Salimos a la plaza. Era una Babel. Todos hablaban, gritaban, corrían y no había manera de entenderse. Vi que un soldado estaba apaleando a un preso, no sé por qué. Los soldados empujaban y pegaban para poner a la gente en fila, y yo también entré antes de que empezaran a maltratarme. Miré a mi alrededor y no vi al personal que me dijeron que se marchaba; tan sólo encontré al enfermero de mi sala y a los dos secretarios de la barraca, que eran los que componían el flamante personal. Nos habíamos equivocado. Quise marcharme de la fila, pero los soldados no dejaban salir a nadie; tuve que continuar en ella. Ya veremos cómo salía del atolladero.

Como si lo que llevaba fuera poca impedimenta, al salir de la plaza me dieron un pan, lo mismo que a los demás. Ése debía ser el alimento para andar ciento diez kilómetros.
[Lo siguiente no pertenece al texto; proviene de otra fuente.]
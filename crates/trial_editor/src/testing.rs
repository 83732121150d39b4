//! In-memory UI collaborators for `#[cfg(test)]` modules in this crate.
//!
//! [`Fixture`] bundles trial data, presets, settings and a [`TestUi`] and hands
//! out an [`EditorContext`] on demand, so tests can alternate between driving
//! the timeline and inspecting the fakes:
//!
//! ```rust,ignore
//! let mut fx = Fixture::with_frames(3);
//! row.populate(&mut fx.ctx()).unwrap();
//! assert_eq!(fx.ui.events.binding_count(), row.binding_count());
//! ```
#![allow(dead_code)]

use std::cell::RefCell;
use std::collections::{BTreeSet, HashMap};
use std::rc::Rc;

use trial_core::{InsertPoint, PresetLibrary, TrialData};

use crate::preview::ScreenSnapshot;
use crate::settings::TimelineSettings;
use crate::surface::{
    DocumentSurface, EditorPanel, EventRegistry, FormKind, FormOptions, FormValue, FormWidget,
    Localizer, NodeId, UiEvent, UiServices, WidgetFactory,
};
use crate::{EditorContext, UiMessage};

// ============================================================================
// Surface
// ============================================================================

#[derive(Debug, Default)]
struct Node {
    tag: String,
    text: String,
    locale_key: Option<String>,
    classes: BTreeSet<String>,
    parent: Option<NodeId>,
    children: Vec<NodeId>,
}

/// A document tree held in a map
#[derive(Debug, Default)]
pub struct MemorySurface {
    nodes: HashMap<NodeId, Node>,
    next_id: NodeId,
    stages: HashMap<NodeId, ScreenSnapshot>,
}

impl MemorySurface {
    fn insert(&mut self, node: Node) -> NodeId {
        self.next_id += 1;
        self.nodes.insert(self.next_id, node);
        self.next_id
    }

    fn destroy(&mut self, node: NodeId) {
        if let Some(n) = self.nodes.remove(&node) {
            self.stages.remove(&node);
            for child in n.children {
                self.destroy(child);
            }
        }
    }

    /// Number of live nodes
    pub fn node_count(&self) -> usize {
        self.nodes.len()
    }

    pub fn exists(&self, node: NodeId) -> bool {
        self.nodes.contains_key(&node)
    }

    pub fn tag(&self, node: NodeId) -> Option<&str> {
        self.nodes.get(&node).map(|n| n.tag.as_str())
    }

    pub fn children(&self, node: NodeId) -> Vec<NodeId> {
        self.nodes
            .get(&node)
            .map(|n| n.children.clone())
            .unwrap_or_default()
    }

    /// Every node below `node`, depth first
    pub fn descendants(&self, node: NodeId) -> Vec<NodeId> {
        let mut out = Vec::new();
        for child in self.children(node) {
            out.push(child);
            out.extend(self.descendants(child));
        }
        out
    }

    /// Concatenated text of `node` and its descendants
    pub fn text_content(&self, node: NodeId) -> String {
        let own = self.nodes.get(&node).map(|n| n.text.clone()).unwrap_or_default();
        self.children(node)
            .into_iter()
            .fold(own, |acc, child| acc + &self.text_content(child))
    }

    /// First descendant carrying the locale key `key`
    pub fn find_localized(&self, root: NodeId, key: &str) -> Option<NodeId> {
        self.descendants(root)
            .into_iter()
            .find(|n| self.nodes.get(n).and_then(|n| n.locale_key.as_deref()) == Some(key))
    }

    pub fn stage(&self, node: NodeId) -> Option<&ScreenSnapshot> {
        self.stages.get(&node)
    }

    pub fn stage_count(&self) -> usize {
        self.stages.len()
    }
}

impl DocumentSurface for MemorySurface {
    fn create_element(&mut self, tag: &str) -> NodeId {
        self.insert(Node {
            tag: tag.to_string(),
            ..Default::default()
        })
    }

    fn create_text(&mut self, text: &str) -> NodeId {
        self.insert(Node {
            tag: "#text".to_string(),
            text: text.to_string(),
            ..Default::default()
        })
    }

    fn create_localized(&mut self, tag: &str, key: &str) -> NodeId {
        self.insert(Node {
            tag: tag.to_string(),
            locale_key: Some(key.to_string()),
            ..Default::default()
        })
    }

    fn append_child(&mut self, parent: NodeId, child: NodeId) {
        if let Some(old) = self.nodes.get(&child).and_then(|n| n.parent) {
            if let Some(p) = self.nodes.get_mut(&old) {
                p.children.retain(|c| *c != child);
            }
        }
        if let Some(c) = self.nodes.get_mut(&child) {
            c.parent = Some(parent);
        }
        if let Some(p) = self.nodes.get_mut(&parent) {
            p.children.push(child);
        }
    }

    fn clear_children(&mut self, node: NodeId) {
        let children = match self.nodes.get_mut(&node) {
            Some(n) => std::mem::take(&mut n.children),
            None => return,
        };
        for child in children {
            self.destroy(child);
        }
    }

    fn remove(&mut self, node: NodeId) {
        if let Some(parent) = self.parent(node) {
            if let Some(p) = self.nodes.get_mut(&parent) {
                p.children.retain(|c| *c != node);
            }
        }
        self.destroy(node);
    }

    fn child_count(&self, node: NodeId) -> usize {
        self.nodes.get(&node).map_or(0, |n| n.children.len())
    }

    fn children(&self, node: NodeId) -> Vec<NodeId> {
        MemorySurface::children(self, node)
    }

    fn parent(&self, node: NodeId) -> Option<NodeId> {
        self.nodes.get(&node).and_then(|n| n.parent)
    }

    fn locale_key(&self, node: NodeId) -> Option<String> {
        self.nodes.get(&node).and_then(|n| n.locale_key.clone())
    }

    fn set_text(&mut self, node: NodeId, text: &str) {
        if let Some(n) = self.nodes.get_mut(&node) {
            n.text = text.to_string();
        }
    }

    fn set_class(&mut self, node: NodeId, class: &str, enabled: bool) {
        if let Some(n) = self.nodes.get_mut(&node) {
            if enabled {
                n.classes.insert(class.to_string());
            } else {
                n.classes.remove(class);
            }
        }
    }

    fn has_class(&self, node: NodeId, class: &str) -> bool {
        self.nodes
            .get(&node)
            .is_some_and(|n| n.classes.contains(class))
    }

    fn render_stage(&mut self, node: NodeId, snapshot: &ScreenSnapshot) {
        self.stages.insert(node, snapshot.clone());
    }
}

// ============================================================================
// Widgets
// ============================================================================

/// State shared between a widget and the factory that made it
#[derive(Debug, Clone)]
pub struct WidgetState {
    pub kind: FormKind,
    pub value: FormValue,
    pub title: String,
    pub options: FormOptions,
    pub enabled: bool,
    pub selection: Option<(usize, usize)>,
}

struct MemoryWidget {
    node: NodeId,
    state: Rc<RefCell<WidgetState>>,
}

impl FormWidget for MemoryWidget {
    fn node(&self) -> NodeId {
        self.node
    }

    fn value(&self) -> FormValue {
        self.state.borrow().value.clone()
    }

    fn set_value(&mut self, value: FormValue) {
        self.state.borrow_mut().value = value;
    }

    fn title(&self) -> String {
        self.state.borrow().title.clone()
    }

    fn set_enabled(&mut self, enabled: bool) {
        self.state.borrow_mut().enabled = enabled;
    }

    fn is_enabled(&self) -> bool {
        self.state.borrow().enabled
    }

    fn selection(&self) -> Option<(usize, usize)> {
        self.state.borrow().selection
    }

    fn set_selection(&mut self, start: usize, end: usize) {
        self.state.borrow_mut().selection = Some((start, end));
    }
}

/// Widget factory that keeps a handle on every widget it created
#[derive(Default)]
pub struct MemoryWidgetFactory {
    widgets: HashMap<NodeId, Rc<RefCell<WidgetState>>>,
}

impl MemoryWidgetFactory {
    pub fn state(&self, node: NodeId) -> Option<WidgetState> {
        self.widgets.get(&node).map(|s| s.borrow().clone())
    }

    /// Simulate the user typing or picking `value`
    pub fn set_user_value(&self, node: NodeId, value: FormValue) {
        if let Some(state) = self.widgets.get(&node) {
            state.borrow_mut().value = value;
        }
    }

    /// Simulate a free-form entry with a typed label
    pub fn set_user_entry(&self, node: NodeId, value: &str, title: &str) {
        if let Some(state) = self.widgets.get(&node) {
            let mut state = state.borrow_mut();
            state.value = FormValue::Text(value.to_string());
            state.title = title.to_string();
        }
    }

    /// Simulate the user moving the cursor or selecting text
    pub fn set_user_selection(&self, node: NodeId, start: usize, end: usize) {
        if let Some(state) = self.widgets.get(&node) {
            state.borrow_mut().selection = Some((start, end));
        }
    }

    /// Every live widget of `kind` under `root`, in creation order
    pub fn all_of_kind(&self, surface: &MemorySurface, root: NodeId, kind: FormKind) -> Vec<NodeId> {
        let mut nodes: Vec<NodeId> = surface
            .descendants(root)
            .into_iter()
            .filter(|n| self.widgets.get(n).is_some_and(|s| s.borrow().kind == kind))
            .collect();
        nodes.sort_unstable();
        nodes
    }

    /// Most recently created widget of `kind`
    pub fn last_of_kind(&self, kind: FormKind) -> Option<NodeId> {
        self.widgets
            .iter()
            .filter(|(_, s)| s.borrow().kind == kind)
            .map(|(node, _)| *node)
            .max()
    }

    pub fn created(&self) -> usize {
        self.widgets.len()
    }
}

impl WidgetFactory for MemoryWidgetFactory {
    fn create_form_element(
        &mut self,
        surface: &mut dyn DocumentSurface,
        kind: FormKind,
        initial: FormValue,
        options: FormOptions,
    ) -> Box<dyn FormWidget> {
        let tag = match kind {
            FormKind::TextArea => "textarea",
            FormKind::Select => "select",
            _ => "input",
        };
        let node = surface.create_element(tag);
        let state = Rc::new(RefCell::new(WidgetState {
            kind,
            value: initial,
            title: String::new(),
            enabled: options.enabled,
            options,
            selection: None,
        }));
        self.widgets.insert(node, state.clone());
        Box::new(MemoryWidget { node, state })
    }
}

// ============================================================================
// Events, localization, panel
// ============================================================================

#[derive(Debug, Default)]
pub struct MemoryEvents {
    handlers: HashMap<(NodeId, UiEvent), UiMessage>,
}

impl MemoryEvents {
    /// Message a user event on `node` would deliver
    pub fn message(&self, node: NodeId, event: UiEvent) -> Option<UiMessage> {
        self.handlers.get(&(node, event)).cloned()
    }

    pub fn binding_count(&self) -> usize {
        self.handlers.len()
    }

    pub fn is_bound(&self, node: NodeId, event: UiEvent) -> bool {
        self.handlers.contains_key(&(node, event))
    }
}

impl EventRegistry for MemoryEvents {
    fn on(&mut self, node: NodeId, event: UiEvent, message: UiMessage) {
        self.handlers.insert((node, event), message);
    }

    fn off(&mut self, node: NodeId, event: UiEvent) {
        self.handlers.remove(&(node, event));
    }
}

#[derive(Debug, Default)]
pub struct CountingLocalizer {
    pub calls: usize,
}

impl Localizer for CountingLocalizer {
    fn translate(&mut self, _surface: &mut dyn DocumentSurface, _node: NodeId) {
        self.calls += 1;
    }
}

#[derive(Debug, Default)]
pub struct MemoryPanel {
    content: Option<NodeId>,
    pub title: Option<String>,
    pub opened: usize,
    pub closed: usize,
}

impl MemoryPanel {
    pub fn content(&self) -> Option<NodeId> {
        self.content
    }
}

impl EditorPanel for MemoryPanel {
    fn open(&mut self, surface: &mut dyn DocumentSurface, title_key: &str) -> NodeId {
        let node = surface.create_element("div");
        surface.set_class(node, "editor_panel", true);
        self.content = Some(node);
        self.title = Some(title_key.to_string());
        self.opened += 1;
        node
    }

    fn close(&mut self, surface: &mut dyn DocumentSurface) {
        if let Some(node) = self.content.take() {
            surface.remove(node);
            self.closed += 1;
        }
    }

    fn is_open(&self) -> bool {
        self.content.is_some()
    }
}

// ============================================================================
// Bundles
// ============================================================================

#[derive(Default)]
pub struct TestUi {
    pub surface: MemorySurface,
    pub widgets: MemoryWidgetFactory,
    pub events: MemoryEvents,
    pub localizer: CountingLocalizer,
    pub panel: MemoryPanel,
}

impl TestUi {
    pub fn new() -> Self {
        Self::default()
    }

    pub fn services(&mut self) -> UiServices<'_> {
        UiServices {
            surface: &mut self.surface,
            widgets: &mut self.widgets,
            events: &mut self.events,
            localizer: &mut self.localizer,
            panel: &mut self.panel,
        }
    }
}

/// Trial data, presets, settings and UI fakes in one place
pub struct Fixture {
    pub data: TrialData,
    pub presets: PresetLibrary,
    pub settings: TimelineSettings,
    pub ui: TestUi,
}

impl Fixture {
    pub fn new() -> Self {
        let settings = TimelineSettings::default();
        Self {
            data: TrialData::new(),
            presets: PresetLibrary::with_capacity(settings.presets.max_presets),
            settings,
            ui: TestUi::new(),
        }
    }

    /// Fixture whose trial holds `count` blank frames with ids 1..=count
    pub fn with_frames(count: usize) -> Self {
        let mut fx = Self::new();
        for _ in 0..count {
            fx.data
                .insert_frame(InsertPoint::End, None)
                .expect("append to end");
        }
        fx
    }

    pub fn ctx(&mut self) -> EditorContext<'_> {
        EditorContext {
            data: &mut self.data,
            presets: &mut self.presets,
            settings: &self.settings,
            ui: self.ui.services(),
        }
    }
}
//! trial_editor - Frame timeline editor for trial scripts
//!
//! This crate provides the row-level editing surface of a trial's frame list:
//! - Lazily populated frame rows with per-cell invalidation
//! - Mini-editors that take over a row cell while hovered or focused
//! - Modal screen composition and music editors with confirm/cancel
//! - Drag-and-drop reordering of frames
//! - Frame presets and scene/cross-examination block insertion
//!
//! The host UI is abstracted behind the traits in [`surface`]. Event bindings
//! carry [`UiMessage`] values which the host hands back to
//! [`FrameTimeline::handle`]. [`host`] is the egui implementation that
//! [`FrameEditorPlugin`] runs every frame.
//!
//! # Usage
//!
//! ```rust,ignore
//! use bevy::prelude::*;
//! use trial_editor::FrameEditorPlugin;
//!
//! fn main() {
//!     App::new()
//!         .add_plugins(DefaultPlugins)
//!         .add_plugins(FrameEditorPlugin::default())
//!         .run();
//! }
//! ```

pub mod drag;
pub mod host;
pub mod messages;
pub mod modal;
pub mod overlay;
pub mod preview;
pub mod row;
pub mod settings;
pub mod surface;
pub mod timeline;

#[cfg(test)]
mod testing;

pub use trial_core;

pub use drag::{DragController, DropOutcome};
pub use host::{Locale, TimelineHost};
pub use messages::{Field, ModalAction, OverlayAction, RowAction, TextEffect, UiMessage};
pub use modal::{
    CharacterEditorMode, ModalSession, MusicEditorSession, ScreenCompositionEditor,
    ScreenEditorSession,
};
pub use overlay::{CloseResult, HostEdit, MiniEditor, OverlayManager};
pub use row::{FrameRowView, PopulationState, RowBehaviour, RowCell};
pub use settings::{SettingsError, TimelineSettings};
pub use surface::UiServices;
pub use timeline::{FrameTimeline, TimelineOutcome};

use bevy::prelude::*;
use bevy_egui::{EguiPlugin, EguiPrimaryContextPass};
use std::path::PathBuf;
use thiserror::Error;
use trial_core::{FrameId, PresetLibrary, TrialData, TrialError};

/// Errors raised while editing the timeline
#[derive(Debug, Clone, PartialEq, Eq, Error)]
pub enum EditorError {
    #[error(transparent)]
    Trial(#[from] TrialError),
    #[error("No modal editor is open")]
    NoActiveSession,
    #[error("No row for frame {0}")]
    RowNotFound(FrameId),
}

/// Everything a timeline operation may read or write
pub struct EditorContext<'a> {
    pub data: &'a mut TrialData,
    pub presets: &'a mut PresetLibrary,
    pub settings: &'a TimelineSettings,
    pub ui: UiServices<'a>,
}

/// Registers the trial data, preset library and timeline settings, and the
/// egui host drawing the timeline.
///
/// egui itself is only added to apps that open windows.
#[derive(Default)]
pub struct FrameEditorPlugin {
    /// Settings file; defaults to the per-user config directory
    pub settings_path: Option<PathBuf>,
    /// TOML table of locale key to display text; keys show as-is without it
    pub locale_path: Option<PathBuf>,
}

impl FrameEditorPlugin {
    pub fn with_settings(path: impl Into<PathBuf>) -> Self {
        Self {
            settings_path: Some(path.into()),
            ..Default::default()
        }
    }

    pub fn with_locale(mut self, path: impl Into<PathBuf>) -> Self {
        self.locale_path = Some(path.into());
        self
    }
}

impl Plugin for FrameEditorPlugin {
    fn build(&self, app: &mut App) {
        let path = self
            .settings_path
            .clone()
            .or_else(TimelineSettings::default_path);
        let settings = match &path {
            Some(path) => TimelineSettings::load_or_default(path),
            None => TimelineSettings::default(),
        };

        info!("FrameEditorPlugin: settings from {:?}", path);

        let locale = self
            .locale_path
            .as_deref()
            .map(Locale::load_or_default)
            .unwrap_or_default();

        if app.is_plugin_added::<bevy::window::WindowPlugin>() && !app.is_plugin_added::<EguiPlugin>() {
            app.add_plugins(EguiPlugin::default());
        }

        app.insert_resource(PresetLibrary::with_capacity(settings.presets.max_presets))
            .insert_resource(settings)
            .init_resource::<TrialData>()
            .insert_non_send_resource(TimelineHost::new(locale))
            .add_systems(EguiPrimaryContextPass, host::draw_frame_timeline);
    }
}

#[cfg(test)]
mod tests {
    use super::*;

    #[test]
    fn test_plugin_registers_resources() {
        let dir = tempfile::tempdir().unwrap();
        let path = dir.path().join("timeline.toml");
        std::fs::write(&path, "[presets]\nmax_presets = 4\n").unwrap();

        let mut app = App::new();
        app.add_plugins(FrameEditorPlugin::with_settings(&path));

        let world = app.world();
        assert_eq!(world.resource::<TimelineSettings>().presets.max_presets, 4);
        assert!(world.resource::<PresetLibrary>().is_empty());
        assert!(world.resource::<TrialData>().frames.is_empty());
        let host = world.get_non_send_resource::<TimelineHost>().unwrap();
        assert!(host.timeline().rows().is_empty());
    }

    #[test]
    fn test_plugin_loads_locale() {
        let dir = tempfile::tempdir().unwrap();
        let path = dir.path().join("en.toml");
        std::fs::write(&path, "delete_frame = \"Delete\"\n").unwrap();

        let mut app = App::new();
        app.add_plugins(
            FrameEditorPlugin::with_settings(dir.path().join("absent.toml")).with_locale(&path),
        );
        // No window, no egui
        assert!(!app.is_plugin_added::<EguiPlugin>());
        let host = app.world().get_non_send_resource::<TimelineHost>().unwrap();
        assert_eq!(host.locale().text("delete_frame"), "Delete");
    }

    #[test]
    fn test_plugin_missing_settings_uses_defaults() {
        let dir = tempfile::tempdir().unwrap();
        let mut app = App::new();
        app.add_plugins(FrameEditorPlugin::with_settings(dir.path().join("absent.toml")));

        assert_eq!(
            *app.world().resource::<TimelineSettings>(),
            TimelineSettings::default()
        );
    }

    #[test]
    fn test_error_messages() {
        assert_eq!(EditorError::RowNotFound(4).to_string(), "No row for frame 4");
        let err: EditorError = TrialError::UnknownFrame(9).into();
        assert_eq!(err.to_string(), TrialError::UnknownFrame(9).to_string());
    }
}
Los grupos estaban formados por nacionalidades y yo me encontré entre los belgas. Ni siquiera tuve el consuelo de ir en compañía de mis compatriotas.

De pronto se oyeron voces imperiosas de mando: ¡En marcha! ¡Ahrr!

Salimos a paso militar y sin saber por qué, los mismos individuos de mi grupo me echaron de mi fila para colocarse ellos; esto me desconcertó porque temí que los soldados me colocasen a golpes.

Habíamos avanzado como cosa de un kilómetro, cuando las piernas se negaron a andar; los dolores del pie enfermo eran más agudos que otras veces y fui quedándome retrasado hasta llegar al final del grupo. Un soldado S.S. empezó a gritarme y a empujarme. Yo seguía sin poder andar; desesperado porque adivinaba lo que me iba a suceder. El soldado se enfureció, me dio varios empujones y me echó fuera del grupo; caí al suelo y me propinó patadas y culatazos; me levanté y siguió pegándome; volví a caer y sin consideración a mi edad y a mi estado, me pateó sin piedad. Yo le hablaba, pero no me entendía, además hubiera sido igual. El soldado gritaba como un energúmeno y a otro empujón caí por tercera vez. Entonces disparó un tiro al aire para amedrentarme y me hizo señas para que entrase en el bosque lindante con la carretera, yo me negué y me dio de bofetadas. Quería liquidarme allí.

Con todos estos accidentes dejé los paquetes y el pan en el camino, los cuales y por indicación del soldado se los llevaron unos chiquillos que pasaban por allí.

El grupo había seguido su marcha. El soldado siguió gritándome e intentó decir algo que no entendí. Al fin me dejó solo y casi sin poderme mover me encaminé hacia el Campo, lleno de barro y deshecho por los golpes recibidos.

De regreso, en el camino me encontré con otros grupos, incluso el de los españoles. Los soldados que los conducían creyeron que me había escapado de sus filas y quisieron que entrara en el grupo. Como pude les expliqué que no pertenecía a él y que me dirigía al Campo. No me entendieron y me abofetearon; me desesperé y grité, y a mis gritos acudió un Jefe que por casualidad pasaba por la carretera. No sé qué le hablaron, pero yo le expresé por señas que me dirigía al Hospital. Por fortuna comprendió de lo que se trataba y dio orden a un soldado ciclista para que me acompañase hasta el Campo.

Una vez en él, tampoco me fue fácil entrar, pues no me comprendían, y por fin se decidieron a llamar a uno que hablaba francés, al cual expliqué lo ocurrido, dejándome entonces pasar.

Volví a mi sala y a mi cama como Don Quijote, maltrecho y… sin comida.

Había salvado la vida por casualidad. Si no hubieran venido detrás de nuestro grupo, otros que podían ver mi cadáver, el soldado salvaje me hubiera dejado tendido en la cuneta como acostumbraban a hacer.

París. Febrero de 1946. Le abraza. Francisco Largo Caballero.